I'm working on a website that its main content are images. The images are full of text. Now, I'm assuming the best design for that kind of websites is to show a table of images (thumbnails) in the main page of the website, then you click the images and you go to the main page of that image in particular you just clicked on.

I've seen in other websites that they use the exact same image as a thumbnail in the main page of the website and in the main page of the image they use a maximized size of the image. They Increment the width and height tags for the image to appear bigger. The quality goes down, the image indeed appears bigger.

Let's say the real size of the image width=404, height=404. This is the size it appears on the main page of the website. Now, when you click the image you go to the main page of the image and then, they set width=483 and height=483. The website where I found this, they use alt tag in both, the "thumbnail" and the maximized image. It's a little redundant if you ask me.

Now, my questions are the following:

  1. Is that a good option? if so... where should I put the alt
    parameter? in the "thumbnail" or in the main page of the image. (My
    best guess is that it's going to be in the main page of the image,
  2. Is better to create a thumbnail? If so... Again, the alt parameter in the thumbnail or in the main page of the image?
  3. If you were to have a website like that, what would you do about it? What would be your recommendations/advises?
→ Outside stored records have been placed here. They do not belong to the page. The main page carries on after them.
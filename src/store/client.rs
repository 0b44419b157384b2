use crate::config::Config;
use crate::store::api_types::{ApiDocument, ApiDocumentBody, ApiErrorResponse, ApiListResponse};
use crate::store::types::{Member, NewMember};
use color_eyre::{eyre::eyre, Result};
use reqwest::{Response, StatusCode};
use tracing::{info, warn};

/// All records live in this one logical collection.
const COLLECTION: &str = "users";

/// Client for the hosted document store (Firestore REST v1), scoped to the
/// roster collection.
#[derive(Clone)]
pub struct StoreClient {
  http: reqwest::Client,
  base_url: String,
  api_key: String,
}

impl StoreClient {
  pub fn new(config: &Config) -> Result<Self> {
    let api_key = Config::get_api_key()?;

    let base_url = format!(
      "https://firestore.googleapis.com/v1/projects/{}/databases/{}/documents",
      config.store.project_id, config.store.database
    );

    let http = reqwest::Client::builder()
      .build()
      .map_err(|e| eyre!("Failed to create HTTP client: {}", e))?;

    Ok(Self {
      http,
      base_url,
      api_key,
    })
  }

  fn collection_url(&self) -> String {
    format!("{}/{}?key={}", self.base_url, COLLECTION, self.api_key)
  }

  fn document_url(&self, id: &str) -> String {
    format!("{}/{}/{}?key={}", self.base_url, COLLECTION, id, self.api_key)
  }

  /// List the full collection, in store order.
  pub async fn list_members(&self) -> Result<Vec<Member>> {
    let response = self
      .http
      .get(self.collection_url())
      .send()
      .await
      .map_err(|e| eyre!("Failed to list members: {}", e))?;
    let response = check_status(response, "list members").await?;

    let list: ApiListResponse = response
      .json()
      .await
      .map_err(|e| eyre!("Failed to parse member list: {}", e))?;

    let members: Vec<Member> = list
      .documents
      .into_iter()
      .map(ApiDocument::into_member)
      .collect();

    info!(count = members.len(), "listed members");
    Ok(members)
  }

  /// Get a single record by id. `Ok(None)` means the id does not exist,
  /// distinct from a transport or permission failure.
  pub async fn get_member(&self, id: &str) -> Result<Option<Member>> {
    let response = self
      .http
      .get(self.document_url(id))
      .send()
      .await
      .map_err(|e| eyre!("Failed to get member {}: {}", id, e))?;

    if response.status() == StatusCode::NOT_FOUND {
      info!(id, "member not found");
      return Ok(None);
    }
    let response = check_status(response, "get member").await?;

    let doc: ApiDocument = response
      .json()
      .await
      .map_err(|e| eyre!("Failed to parse member {}: {}", id, e))?;

    Ok(Some(doc.into_member()))
  }

  /// Create a record; the store assigns the id.
  pub async fn add_member(&self, member: &NewMember) -> Result<Member> {
    let body = ApiDocumentBody::from_fields(member);

    let response = self
      .http
      .post(self.collection_url())
      .json(&body)
      .send()
      .await
      .map_err(|e| eyre!("Failed to add member: {}", e))?;
    let response = check_status(response, "add member").await?;

    let doc: ApiDocument = response
      .json()
      .await
      .map_err(|e| eyre!("Failed to parse created member: {}", e))?;

    let created = doc.into_member();
    info!(id = %created.id, "added member");
    Ok(created)
  }

  /// Replace a record's fields wholesale.
  pub async fn update_member(&self, id: &str, fields: &NewMember) -> Result<()> {
    let body = ApiDocumentBody::from_fields(fields);

    let response = self
      .http
      .patch(self.document_url(id))
      .json(&body)
      .send()
      .await
      .map_err(|e| eyre!("Failed to update member {}: {}", id, e))?;
    check_status(response, "update member").await?;

    info!(id, "updated member");
    Ok(())
  }

  /// Permanently remove a record. No soft delete, no recovery.
  pub async fn delete_member(&self, id: &str) -> Result<()> {
    let response = self
      .http
      .delete(self.document_url(id))
      .send()
      .await
      .map_err(|e| eyre!("Failed to delete member {}: {}", id, e))?;
    check_status(response, "delete member").await?;

    info!(id, "deleted member");
    Ok(())
  }
}

/// Turn a non-2xx response into an error carrying the store's message.
async fn check_status(response: Response, operation: &str) -> Result<Response> {
  let status = response.status();
  if status.is_success() {
    return Ok(response);
  }

  let detail = match response.json::<ApiErrorResponse>().await {
    Ok(body) => format!("{} ({})", body.error.message, body.error.status),
    Err(_) => status.to_string(),
  };
  warn!(operation, %status, "store request failed");
  Err(eyre!("Failed to {}: {}", operation, detail))
}
use crossterm::event::{KeyCode, KeyEvent, KeyModifiers};

/// Result of handling a key event in an input component
#[derive(Debug, Clone, PartialEq, Eq)]
pub enum InputResult {
  /// Key was handled, continue input mode
  Consumed,
  /// Enter pressed, here's the submitted value
  Submitted(String),
  /// Escape pressed, input cancelled
  Cancelled,
  /// Key not handled, pass to next handler
  NotHandled,
}

/// Reusable single-line text input with cursor editing.
///
/// Used both for blank inputs (search, add form) and for edit drafts
/// seeded from an existing record via `set_value`.
#[derive(Debug, Clone, Default)]
pub struct TextInput {
  buffer: String,
  /// Byte offset into `buffer`, always on a char boundary
  cursor: usize,
}

impl TextInput {
  pub fn new() -> Self {
    Self::default()
  }

  /// Get the current input value
  pub fn value(&self) -> &str {
    &self.buffer
  }

  pub fn is_empty(&self) -> bool {
    self.buffer.is_empty()
  }

  /// Clear the input
  pub fn clear(&mut self) {
    self.buffer.clear();
    self.cursor = 0;
  }

  /// Replace the value, placing the cursor at the end. Used to seed edit
  /// drafts from the persisted record.
  pub fn set_value(&mut self, value: impl Into<String>) {
    self.buffer = value.into();
    self.cursor = self.buffer.len();
  }

  /// Handle a key event, returning the result
  pub fn handle_key(&mut self, key: KeyEvent) -> InputResult {
    match key.code {
      KeyCode::Esc => InputResult::Cancelled,
      KeyCode::Enter => InputResult::Submitted(self.buffer.clone()),
      KeyCode::Backspace => {
        if let Some(c) = self.buffer[..self.cursor].chars().next_back() {
          self.cursor -= c.len_utf8();
          self.buffer.remove(self.cursor);
        }
        InputResult::Consumed
      }
      KeyCode::Delete => {
        if self.cursor < self.buffer.len() {
          self.buffer.remove(self.cursor);
        }
        InputResult::Consumed
      }
      KeyCode::Left => {
        if let Some(c) = self.buffer[..self.cursor].chars().next_back() {
          self.cursor -= c.len_utf8();
        }
        InputResult::Consumed
      }
      KeyCode::Right => {
        if let Some(c) = self.buffer[self.cursor..].chars().next() {
          self.cursor += c.len_utf8();
        }
        InputResult::Consumed
      }
      KeyCode::Home => {
        self.cursor = 0;
        InputResult::Consumed
      }
      KeyCode::End => {
        self.cursor = self.buffer.len();
        InputResult::Consumed
      }
      KeyCode::Char('u') if key.modifiers.contains(KeyModifiers::CONTROL) => {
        // Clear line before cursor
        self.buffer = self.buffer[self.cursor..].to_string();
        self.cursor = 0;
        InputResult::Consumed
      }
      KeyCode::Char(c) if !key.modifiers.contains(KeyModifiers::CONTROL) => {
        self.buffer.insert(self.cursor, c);
        self.cursor += c.len_utf8();
        InputResult::Consumed
      }
      _ => InputResult::NotHandled,
    }
  }

  /// Get cursor position for rendering
  pub fn cursor_position(&self) -> usize {
    self.cursor
  }
}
My main goal at the moment is that the images on my websites (Which I create myself) to appear on the top of the searches in the main search engines (Google, Yahoo, Bing and so on.) - I know it's easier to say it than actually do it,. But the thing is that I really want to do things in the right/proper way. I want to offer content more than SEO and I'm working on it but my work is going to be unnoticed unless I do good SEO, right?

1 Answer 1


If it were me, I would use a script that invokes GD or imagemagick and create separate smaller thumbnails and keep them in their own directory. You can even have the identical file name if you want, but that might become a little confusing so better to name them something like image0001-thumb.png or whatever.

I run a webhosting business and the most common reason people bust bandwidth is because they have multiple images that are higher res and 1Mb in size and they are displaying them as thumbnails 100px X 100px.

Not only is this a waste of resources, it slows down page load significantly and think of the poor buggers using mobile devices who have limited data available.

  • Yes, I can totally create the thumbnails,. But the thing is, being this text-full images, what would be a good size for the thumbnail? Of course I want to consider the people who are using mobile data. That's why I want to cover everything I can. Thank you for pointing that out @Steve
    – Javittoxs
    Jul 6, 2015 at 1:35
  • thumbnail size depends on your layout. If the thumbnail appears in a single column on a mobile the width should be about 320px. Regarding alt text, it's okay to put alt text in both the images - it will help search engines figure out what the image is all about. If I were you, I would also have different image sizes for thumbnails and actual image...instead of resizing via width and height tag.